Остается одно – впасть в растительное состояние.
Что к вечеру третьего дня и сделал. Правда на сей раз простуда лишь слегка была обозначена совсем легким насморком. А вот спина подгорела чувствительно.
Илья и Ленка, моя супружеская пара, отправились на вечерний променад с развлечениями, предварительно обтерев мои покрасневшие плечи и лопатки домашней сметаной (Илья сбегал на рынок, а Лена обмазывала). А я, как только они ушли, улегся на свою рублевую раскладушку. Почему-то в голове крутилась дурацкая детская считалка в моей интерпретации: «На златом крыльце лежали…»
Но лежал я на старом, совсем не «златом» крыльце, один и дальше одной строчки считалки дело не пошло.
Мыслей – никаких. И это состояние мне понемногу начинало нравиться. А раздражение и недомогание, наоборот, отступать.

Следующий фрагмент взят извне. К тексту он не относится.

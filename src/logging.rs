use tracing_subscriber::{EnvFilter, layer::SubscriberExt, util::SubscriberInitExt};

/// Installs the global tracing subscriber, writing to stderr.
///
/// `RUST_LOG` wins when set. Otherwise the crate logs at `info`, or `debug`
/// when `verbose` is set. Calling this twice is a no-op.
pub fn init_tracing(verbose: bool) {
    let default = if verbose {
        "warn,mpc_design_eval=debug"
    } else {
        "warn,mpc_design_eval=info"
    };
    let _ = tracing_subscriber::registry()
        .with(EnvFilter::try_from_default_env().unwrap_or_else(|_| default.into()))
        .with(
            tracing_subscriber::fmt::layer()
                .with_target(false)
                .with_writer(std::io::stderr),
        )
        .try_init();
}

Я валялся, смотря на кончики высоких кипарисов, которые погружались в быстро свалившуюся темноту. Верхний ветер качал их острые вершины. И там, где они касались темноты, вспыхивали звезды, как маленькие дырки в темно-темно синем полотне ночи.
Начали приходить философские мысли о вечном, о стремлении к гармонии бытия, о разумности устройства природы, без суеты и сиюминутности.

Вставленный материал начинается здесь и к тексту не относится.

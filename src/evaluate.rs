//! Design evaluation: run the control loop on a schema and score the result.
//!
//! # Concurrency
//!
//! One evaluation is single-threaded and owns its environment and planner.
//! Several evaluations may run in parallel threads or processes; the only
//! thing they share is the directory schema artifacts are written to. Each
//! concurrent call to [`construct_and_evaluate_system`] must be given its own
//! [`WorkerId`], otherwise two evaluations write the same schema file and
//! corrupt each other. Nothing here locks or detects that.

use std::fs;
use std::path::Path;

use tracing::{debug, info, warn};
use uuid::Uuid;

use crate::control::{ControlLoopDriver, ControlObserver, SolveTimer};
use crate::design::DesignParameters;
use crate::env::Environment;
use crate::error::{ConfigError, EvalError};
use crate::objective::{ClipLevel, DistrictSeries, EvaluationResult, aggregate};
use crate::planner::{Planner, PlannerSetup, SelfConsumptionPlanner};
use crate::pricing::PricingModel;
use crate::schema::{
    CANONICAL_SCHEMA_FILE, CANONICAL_SCHEMA_NAME, SchemaBuilder, SchemaConfig, SchemaRequest,
};
use crate::sim::DistrictEnv;

/// Default planning horizon in steps.
pub const DEFAULT_TAU: usize = 48;

/// How a schema is evaluated.
#[derive(Debug, Clone, Copy, PartialEq)]
pub struct EvalOptions {
    pub clip_level: ClipLevel,
    /// Include capital costs and extend operating costs by `opex_factor`.
    pub design: bool,
    /// Planning horizon in steps.
    pub tau: usize,
    /// Silence progress reporting.
    pub suppress_output: bool,
    /// Never consult the planner; every action is zero.
    pub no_control: bool,
}

impl Default for EvalOptions {
    fn default() -> Self {
        Self {
            clip_level: ClipLevel::Mixed,
            design: true,
            tau: DEFAULT_TAU,
            suppress_output: false,
            no_control: false,
        }
    }
}

impl EvalOptions {
    /// Validates the options together with the opex factor.
    pub fn validate(&self, opex_factor: f64) -> Vec<ConfigError> {
        let mut errors = Vec::new();
        if !self.no_control && self.tau == 0 {
            errors.push(ConfigError::new("evaluation.tau", "must be > 0"));
        }
        if !opex_factor.is_finite() || opex_factor < 0.0 {
            errors.push(ConfigError::new(
                "evaluation.opex_factor",
                format!("must be a finite value >= 0, got {opex_factor}"),
            ));
        }
        errors
    }
}

/// Opens environments from schema paths and binds planners to them.
pub trait Backend {
    type Env: Environment;
    type Planner: Planner<Self::Env>;

    fn open_environment(&self, schema_path: &Path) -> Result<Self::Env, EvalError>;

    fn bind_planner(&self, env: &Self::Env) -> Result<Self::Planner, EvalError>;
}

/// The built-in district environment with the self-consumption planner.
#[derive(Debug, Clone, Copy, Default)]
pub struct DistrictBackend;

impl Backend for DistrictBackend {
    type Env = DistrictEnv;
    type Planner = SelfConsumptionPlanner;

    fn open_environment(&self, schema_path: &Path) -> Result<DistrictEnv, EvalError> {
        Ok(DistrictEnv::from_schema_path(schema_path)?)
    }

    fn bind_planner(&self, env: &DistrictEnv) -> Result<SelfConsumptionPlanner, EvalError> {
        Ok(SelfConsumptionPlanner::bind(env))
    }
}

/// Evaluates the system described by the schema at `schema_path`.
///
/// # Errors
///
/// Returns configuration errors before any simulation step, and propagates
/// planner, environment and series failures unchanged.
pub fn evaluate_system<B: Backend>(
    backend: &B,
    schema_path: &Path,
    pricing: &PricingModel,
    opex_factor: f64,
    options: &EvalOptions,
) -> Result<EvaluationResult, EvalError> {
    evaluate_system_with(backend, schema_path, pricing, opex_factor, options, &mut ())
}

/// [`evaluate_system`] with an observer attached to the control loop.
///
/// # Errors
///
/// Same as [`evaluate_system`].
pub fn evaluate_system_with<B, O>(
    backend: &B,
    schema_path: &Path,
    pricing: &PricingModel,
    opex_factor: f64,
    options: &EvalOptions,
    observer: &mut O,
) -> Result<EvaluationResult, EvalError>
where
    B: Backend,
    O: ControlObserver + ?Sized,
{
    let mut errors = pricing.validate();
    errors.extend(options.validate(opex_factor));
    if !errors.is_empty() {
        return Err(errors.into());
    }

    let mut env = backend.open_environment(schema_path)?;
    let mut planner = backend.bind_planner(&env)?;
    planner.configure(&PlannerSetup {
        tau: options.tau,
        clip_level: options.clip_level,
        pricing: *pricing,
        opex_factor,
    })?;

    if !options.no_control && options.tau >= env.time_steps() {
        warn!(
            tau = options.tau,
            time_steps = env.time_steps(),
            "planning horizon covers the whole episode, no step will be planned"
        );
    }

    let driver = ControlLoopDriver::new(
        options.tau,
        !options.no_control,
        !options.suppress_output,
    );
    let mut timer = SolveTimer::default();
    driver.run(&mut env, &mut planner, &mut (&mut timer, observer))?;
    debug!(
        solves = timer.solves,
        solve_secs = timer.total.as_secs_f64(),
        "planner time"
    );

    let series = DistrictSeries::from_env(&env)?;
    aggregate(
        &series,
        pricing,
        opex_factor,
        options.clip_level,
        options.design,
    )
}

/// Identifier of one logical evaluation worker.
///
/// Names the transient schema artifact so that concurrent evaluations never
/// write the same file.
#[derive(Debug, Clone, PartialEq, Eq, Hash)]
pub struct WorkerId(String);

impl WorkerId {
    /// A fresh collision-resistant identifier.
    pub fn generate() -> Self {
        Self(Uuid::new_v4().simple().to_string())
    }

    /// A caller-chosen identifier of ASCII letters, digits, `-` and `_`.
    ///
    /// # Errors
    ///
    /// Returns a `ConfigError` for empty names or names with other characters.
    pub fn named(name: impl Into<String>) -> Result<Self, ConfigError> {
        let name = name.into();
        if name.is_empty()
            || !name
                .chars()
                .all(|c| c.is_ascii_alphanumeric() || c == '-' || c == '_')
        {
            return Err(ConfigError::new(
                "worker",
                format!("\"{name}\" must be non-empty ASCII letters, digits, '-' or '_'"),
            ));
        }
        Ok(Self(name))
    }

    pub fn as_str(&self) -> &str {
        &self.0
    }

    /// Schema name reserved for this worker.
    pub fn schema_name(&self) -> String {
        format!("design_schema_{}", self.0)
    }
}

/// Options for [`construct_and_evaluate_system`].
#[derive(Debug, Clone, Default)]
pub struct FacadeOptions {
    /// Worker owning the transient schema; `None` writes the canonical schema.
    pub worker: Option<WorkerId>,
    /// Return the full breakdown instead of only the objective.
    pub return_contrs: bool,
    pub eval: EvalOptions,
}

/// Outcome of [`construct_and_evaluate_system`].
#[derive(Debug, Clone, PartialEq)]
pub enum Evaluation {
    Objective(f64),
    Breakdown(EvaluationResult),
}

impl Evaluation {
    pub fn objective(&self) -> f64 {
        match self {
            Evaluation::Objective(v) => *v,
            Evaluation::Breakdown(r) => r.objective,
        }
    }
}

/// Builds a schema for `design`, evaluates it and removes the schema again.
///
/// # Errors
///
/// Configuration errors are returned before the schema is written. Schema,
/// planner and environment failures are returned after cleanup.
pub fn construct_and_evaluate_system<B, S>(
    backend: &B,
    builder: &S,
    design: &DesignParameters,
    base: &SchemaConfig,
    pricing: &PricingModel,
    opex_factor: f64,
    options: &FacadeOptions,
) -> Result<Evaluation, EvalError>
where
    B: Backend,
    S: SchemaBuilder + ?Sized,
{
    construct_and_evaluate_system_with(
        backend,
        builder,
        design,
        base,
        pricing,
        opex_factor,
        options,
        &mut (),
    )
}

/// [`construct_and_evaluate_system`] with an observer attached to the control loop.
///
/// # Errors
///
/// Same as [`construct_and_evaluate_system`].
#[allow(clippy::too_many_arguments)]
pub fn construct_and_evaluate_system_with<B, S, O>(
    backend: &B,
    builder: &S,
    design: &DesignParameters,
    base: &SchemaConfig,
    pricing: &PricingModel,
    opex_factor: f64,
    options: &FacadeOptions,
    observer: &mut O,
) -> Result<Evaluation, EvalError>
where
    B: Backend,
    S: SchemaBuilder + ?Sized,
    O: ControlObserver + ?Sized,
{
    let mut errors = design.validate();
    errors.extend(base.validate());
    errors.extend(pricing.validate());
    errors.extend(options.eval.validate(opex_factor));
    if !errors.is_empty() {
        return Err(errors.into());
    }

    let schema_name = options
        .worker
        .as_ref()
        .map_or_else(|| CANONICAL_SCHEMA_NAME.to_string(), WorkerId::schema_name);
    let request = SchemaRequest::new(base, design, schema_name);
    let schema_path = builder.build(&request)?;
    info!(
        schema = %schema_path.display(),
        buildings = design.building_count(),
        "evaluating design"
    );

    let result = evaluate_system_with(
        backend,
        &schema_path,
        pricing,
        opex_factor,
        &options.eval,
        observer,
    );
    remove_transient_schema(&schema_path);

    let result = result?;
    Ok(if options.return_contrs {
        Evaluation::Breakdown(result)
    } else {
        Evaluation::Objective(result.objective)
    })
}

/// Deletes a schema artifact unless it is the canonical `schema.json`.
///
/// Failure to delete is logged and otherwise ignored. Returns whether the
/// file was removed.
pub fn remove_transient_schema(path: &Path) -> bool {
    if path.file_name().is_some_and(|n| n == CANONICAL_SCHEMA_FILE) {
        debug!(path = %path.display(), "keeping canonical schema");
        return false;
    }
    match fs::remove_file(path) {
        Ok(()) => true,
        Err(e) => {
            warn!(path = %path.display(), error = %e, "failed to remove transient schema");
            false
        }
    }
}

И в тот момент, когда я подошел к размышлениям о никчемности суеты самоутверждения через пустые хлопоты для удовлетворения собственной похоти и необходимости изменения взгляда на женщин и отношений к ним, появилась … женщина.
Женщину звали Галя. И появляться она в это время не должна была. Поэтому я в первое мгновение подумал, что уже сплю. А она почему-то появилась во сне.

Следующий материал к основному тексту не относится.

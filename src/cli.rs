use std::env;
use std::path::PathBuf;

pub struct CliOptions {
    pub config: Option<PathBuf>,
    pub preset: Option<String>,
    /// Evaluate an existing schema instead of building one from the design.
    pub schema: Option<PathBuf>,
    pub worker: Option<String>,
    pub breakdown: bool,
    pub no_control: bool,
    pub quiet: bool,
    pub verbose: bool,
    pub trace_out: Option<PathBuf>,
    pub breakdown_out: Option<PathBuf>,
}

pub fn parse_args() -> Result<CliOptions, String> {
    let args: Vec<String> = env::args().skip(1).collect();
    parse_args_from(args)
}

fn parse_args_from(args: Vec<String>) -> Result<CliOptions, String> {
    if args.len() == 1 && (args[0] == "--help" || args[0] == "-h") {
        print_usage();
        std::process::exit(0);
    }
    parse_options(&args)
}

fn parse_options(args: &[String]) -> Result<CliOptions, String> {
    let mut i = 0usize;
    let mut opts = CliOptions {
        config: None,
        preset: None,
        schema: None,
        worker: None,
        breakdown: false,
        no_control: false,
        quiet: false,
        verbose: false,
        trace_out: None,
        breakdown_out: None,
    };

    while i < args.len() {
        match args[i].as_str() {
            "--config" => {
                i += 1;
                let path = args.next_or_err(
                    i,
                    "missing value for --config (expected a TOML file path)",
                )?;
                if opts.config.replace(PathBuf::from(path)).is_some() {
                    return Err("--config provided more than once".to_string());
                }
            }
            "--preset" => {
                i += 1;
                let name =
                    args.next_or_err(i, "missing value for --preset (expected a preset name)")?;
                if opts.preset.replace(name.to_string()).is_some() {
                    return Err("--preset provided more than once".to_string());
                }
            }
            "--schema" => {
                i += 1;
                let path = args.next_or_err(
                    i,
                    "missing value for --schema (expected a JSON file path)",
                )?;
                if opts.schema.replace(PathBuf::from(path)).is_some() {
                    return Err("--schema provided more than once".to_string());
                }
            }
            "--worker" => {
                i += 1;
                let id = args.next_or_err(i, "missing value for --worker (expected an id)")?;
                if opts.worker.replace(id.to_string()).is_some() {
                    return Err("--worker provided more than once".to_string());
                }
            }
            "--trace-out" => {
                i += 1;
                let path = args.next_or_err(
                    i,
                    "missing value for --trace-out (expected a file path)",
                )?;
                if opts.trace_out.replace(PathBuf::from(path)).is_some() {
                    return Err("--trace-out provided more than once".to_string());
                }
            }
            "--breakdown-out" => {
                i += 1;
                let path = args.next_or_err(
                    i,
                    "missing value for --breakdown-out (expected a file path)",
                )?;
                if opts.breakdown_out.replace(PathBuf::from(path)).is_some() {
                    return Err("--breakdown-out provided more than once".to_string());
                }
            }
            "--breakdown" => opts.breakdown = true,
            "--no-control" => opts.no_control = true,
            "--quiet" | "-q" => opts.quiet = true,
            "--verbose" | "-v" => opts.verbose = true,
            "--help" | "-h" => {
                print_usage();
                std::process::exit(0);
            }
            other => return Err(format!("unknown argument: {other}")),
        }
        i += 1;
    }

    if opts.config.is_some() && opts.preset.is_some() {
        return Err(
            "arguments `--config` and `--preset` are mutually exclusive; choose one source"
                .to_string(),
        );
    }
    if opts.schema.is_some() && opts.worker.is_some() {
        return Err("`--worker` only applies when the schema is built from a design".to_string());
    }
    if opts.quiet && opts.verbose {
        return Err("arguments `--quiet` and `--verbose` are mutually exclusive".to_string());
    }

    if opts.config.is_none() && opts.preset.is_none() {
        opts.preset = Some("baseline".to_string());
    }

    Ok(opts)
}

trait SliceArgExt {
    fn next_or_err(&self, index: usize, err: &str) -> Result<&str, String>;
}

impl SliceArgExt for [String] {
    fn next_or_err(&self, index: usize, err: &str) -> Result<&str, String> {
        self.get(index)
            .map(String::as_str)
            .ok_or_else(|| err.to_string())
    }
}

pub fn print_usage() {
    eprintln!("mpc-design-eval: score a district design under receding-horizon battery control");
    eprintln!();
    eprintln!("Usage:");
    eprintln!(
        "  mpc-design-eval [--config <path> | --preset <name>] [--schema <path> | --worker <id>]"
    );
    eprintln!("                  [--breakdown] [--no-control] [--quiet | --verbose]");
    eprintln!("                  [--trace-out <path>] [--breakdown-out <path>]");
    eprintln!();
    eprintln!("Options:");
    eprintln!("  --config <path>      Load district, design, pricing and options from TOML");
    eprintln!("  --preset <name>      Use a built-in preset (baseline, operational, no_storage)");
    eprintln!("  --schema <path>      Evaluate an existing schema JSON instead of the design");
    eprintln!("  --worker <id>        Worker id naming the transient schema");
    eprintln!("  --breakdown          Print every objective contribution");
    eprintln!("  --no-control         Apply the zero action at every step");
    eprintln!("  --quiet, -q          Suppress progress output");
    eprintln!("  --verbose, -v        Log per-solve timing");
    eprintln!("  --trace-out <path>   Export the per-step control trace to CSV");
    eprintln!("  --breakdown-out <path>");
    eprintln!("                       Export the objective contributions to CSV");
    eprintln!();
    eprintln!("If no --config or --preset is given, the baseline preset is used.");
}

– Привет, – сказал сон. – Ты чего валяешься? Заболел.
– Нет. Отдыхаю, – чуть соврал я, и все мои созерцательно-философские построения тут же рассыпались. Галя была не сном, а самой натуральной реальностью, с которой вполне можно поболтать.
То, что она появилась на пороге, само по себе удивительным не было. В доме, где мы сняли койки, как я уже рассказывал, была еще одна комната. В ней еще задолго до нашего приезда жили три девчонки-подружки. Внешности средней, воспитания – стандартного. Приехали они из Киева. Наши отношения с ними можно было определить, как соседско-шапочные. Да и другими, пожалуй, быть не могли. Во-первых, они с утра, проснувшись и умывшись, тут же куда-то улетали и проявлялись к ночи, сразу ложась спать. Во-вторых, уж слишком разные круги общения. Может, будь они чуть посимпатичнее, кто-то из них вполне мог бы привлечь и особое внимание, что быстро разрушило «сословно-круговые» предрассудки. Но не случилось. Надо, правда заметить, что та самая Галя, которая рассыпала мои возвышенные раздумья, была самой привлекательной из этой троицы.